What is it?
In some patients , the kneecap (patella) has a tendency to disengage from it normal position and dislocate to one side. This can lead to instability and giving way, and patients can easily lose confidence in their knee.
This is often due to an abnormality in the way the front of the knee joint is made, and related to a shallow thochlea groove, small and high placed patella or due to abnormalities in the soft tissues and ligaments around the knee.
Occasionally, patella instability can occur in a knee with normal anatomy, but following a twisting or sporting injury.
A careful history, clinical examination and a combination of special X-rays, CT scans and MRI scans will let your surgeon know exactly what is happening with your Patellofemoral joint.

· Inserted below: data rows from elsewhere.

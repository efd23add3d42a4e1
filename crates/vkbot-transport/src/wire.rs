//! VK wire format helpers.
//!
//! Requests are flat form fields; responses are either
//! `{"response": ...}` or `{"error": {"error_code": ..., "error_msg": ...}}`.

use serde_json::Value;
use vkbot_core::{ApiError, ApiParams, ApiResult};

/// Flattens call parameters into form fields.
///
/// Strings are sent as is, other values in their JSON text form. Nulls are
/// dropped.
pub fn encode_form(params: ApiParams) -> Vec<(String, String)> {
    params
        .into_iter()
        .filter_map(|(key, value)| match value {
            Value::Null => None,
            Value::String(s) => Some((key, s)),
            other => Some((key, other.to_string())),
        })
        .collect()
}

/// Extracts the `response` value from a response body.
///
/// # Errors
/// [`ApiError::Vk`] if the body carries an `error` object, and
/// [`ApiError::UnexpectedResponse`] if it carries neither.
pub fn decode_response(mut body: Value) -> ApiResult<Value> {
    if let Some(error) = body.get("error") {
        let code = error
            .get("error_code")
            .and_then(Value::as_i64)
            .unwrap_or_default();
        let message = error
            .get("error_msg")
            .and_then(Value::as_str)
            .unwrap_or("unknown error")
            .to_owned();
        return Err(ApiError::Vk { code, message });
    }

    body.get_mut("response")
        .map(Value::take)
        .ok_or(ApiError::UnexpectedResponse)
}

#[cfg(test)]
mod tests {
    use super::*;
    use serde_json::json;

    #[test]
    fn test_encode_form() {
        let mut params = ApiParams::new();
        params.insert("peer_id".into(), json!(5));
        params.insert("message".into(), json!("hi there"));
        params.insert("skip".into(), Value::Null);

        let mut form = encode_form(params);
        form.sort();
        assert_eq!(
            form,
            vec![
                ("message".to_string(), "hi there".to_string()),
                ("peer_id".to_string(), "5".to_string()),
            ]
        );
    }

    #[test]
    fn test_decode_success() {
        let value = decode_response(json!({"response": {"count": 1}})).unwrap();
        assert_eq!(value, json!({"count": 1}));
    }

    #[test]
    fn test_decode_api_error() {
        let err = decode_response(json!({
            "error": {"error_code": 5, "error_msg": "User authorization failed"}
        }))
        .unwrap_err();
        assert!(matches!(err, ApiError::Vk { code: 5, ref message } if message == "User authorization failed"));
    }

    #[test]
    fn test_decode_unexpected_shape() {
        assert!(matches!(
            decode_response(json!({"ok": true})),
            Err(ApiError::UnexpectedResponse)
        ));
    }
}
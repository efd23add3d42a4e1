//! # vkbot Runtime
//!
//! Everything around the dispatch core that a running bot needs:
//!
//! - [`config`]: layered configuration (TOML files, `VKBOT_*` environment, overrides)
//! - [`logging`]: `tracing-subscriber` setup driven by the `[logging]` section
//! - [`BotRuntime`]: runs a [`Dispatcher`](vkbot_dispatch::Dispatcher) over an
//!   event stream, one task per event, with an optional per-event timeout
//!
//! ```rust,ignore
//! use vkbot_runtime::BotRuntime;
//!
//! #[tokio::main]
//! async fn main() -> anyhow::Result<()> {
//!     let mut runtime = BotRuntime::builder().build()?;
//!     runtime.register_router(router);
//!     runtime.run_until_signal(events).await?;
//!     Ok(())
//! }
//! ```

pub mod config;
pub mod error;
pub mod logging;
pub mod runtime;

pub use config::{BotConfig, ConfigError, ConfigLoader, ConfigResult};
pub use error::{RuntimeError, RuntimeResult};
pub use logging::{LoggingBuilder, SpanEvents};
pub use runtime::{BotRuntime, RuntimeBuilder, RuntimeStats};

pub use tracing;

/// Logging macros for bot code.
pub mod prelude {
    pub use tracing::{Level, debug, error, info, instrument, span, trace, warn};
}
/// Shared walk for `Filter` and `Find`: evaluate the predicate with each
/// member as current.
fn eval_filter(
    collection: &Path,
    predicate: &Expr,
    ctx: &EvalContext,
    mode: FilterMode,
) -> Result<ResultVector, FactGraphError> {
    let coll_path = collection.resolve(&ctx.current)?;
    if coll_path.is_abstract() {
        return Err(FactGraphError::dictionary(format!(
            "Filter/Find collection path '{}' must name one collection",
            coll_path
        )));
    }
    let coll = expect_single("Filter", ctx.graph.result_for(&coll_path)?)?;
    let (members, coll_demote) = match &coll {
        FactResult::Incomplete => return Ok(single(FactResult::Incomplete)),
        FactResult::Complete(Value::Collection(c)) => (c.clone(), false),
        FactResult::Placeholder(Value::Collection(c)) => (c.clone(), true),
        FactResult::Complete(v) | FactResult::Placeholder(v) => {
            return Err(FactGraphError::dictionary(format!(
                "Filter/Find target '{}' is {}, not a collection",
                coll_path,
                v.type_name()
            )));
        }
    };

    let mut matched: Vec<String> = Vec::new();
    let mut demote = coll_demote;
    for id in members.members() {
        let member_path = coll_path.child(Segment::Member(id.clone()));
        let member_ctx = ctx.rebased(member_path);
        let verdict = expect_single("Filter", force(predicate, &member_ctx)?)?;
        match expect_bool("Filter", &verdict)? {
            FactResult::Complete(true) => match mode {
                FilterMode::All => matched.push(id.clone()),
                FilterMode::First => {
                    // An earlier unknown predicate means an earlier member
                    // could still turn out to match first.
                    if demote && !coll_demote {
                        return Ok(single(FactResult::Incomplete));
                    }
                    let out = FactResult::Complete(Value::Str(id.clone()));
                    return Ok(single(if coll_demote {
                        out.demote_to_placeholder()
                    } else {
                        out
                    }));
                }
            },
            FactResult::Complete(false) => {}
            FactResult::Placeholder(_) | FactResult::Incomplete => demote = true,
        }
    }
    match mode {
        FilterMode::All => {
            let out = Collection::from_members(matched)
                .map(Value::Collection)
                .map(FactResult::Complete)
                .unwrap_or(FactResult::Incomplete);
            Ok(single(if demote {
                out.demote_to_placeholder()
            } else {
                out
            }))
        }
        FilterMode::First => Ok(single(FactResult::Incomplete)),
    }
}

Patella instability is completely curable surgically with a combination of sports physiotherapy and surgical stabilisation
In the immediate setting, the kneecap needs to be gently relocated, and this is often done in the A&E setting.
In some cases, conservative treatment which includes Physiotherapy , hydrotherapy , taping and muscle building in the gym may treat the condition.
Often when the patella is recurrently unstable, surgery is required to repair the Medial Patellofemoral ligament (MPFL) along with contracture releases and bony realignment procedures.
Mr. Rajaratnam has a particular interest in disorders of the Patellofemoral joint and has treated a number of patients with PFJ instability, and most get back to active sports with confidence.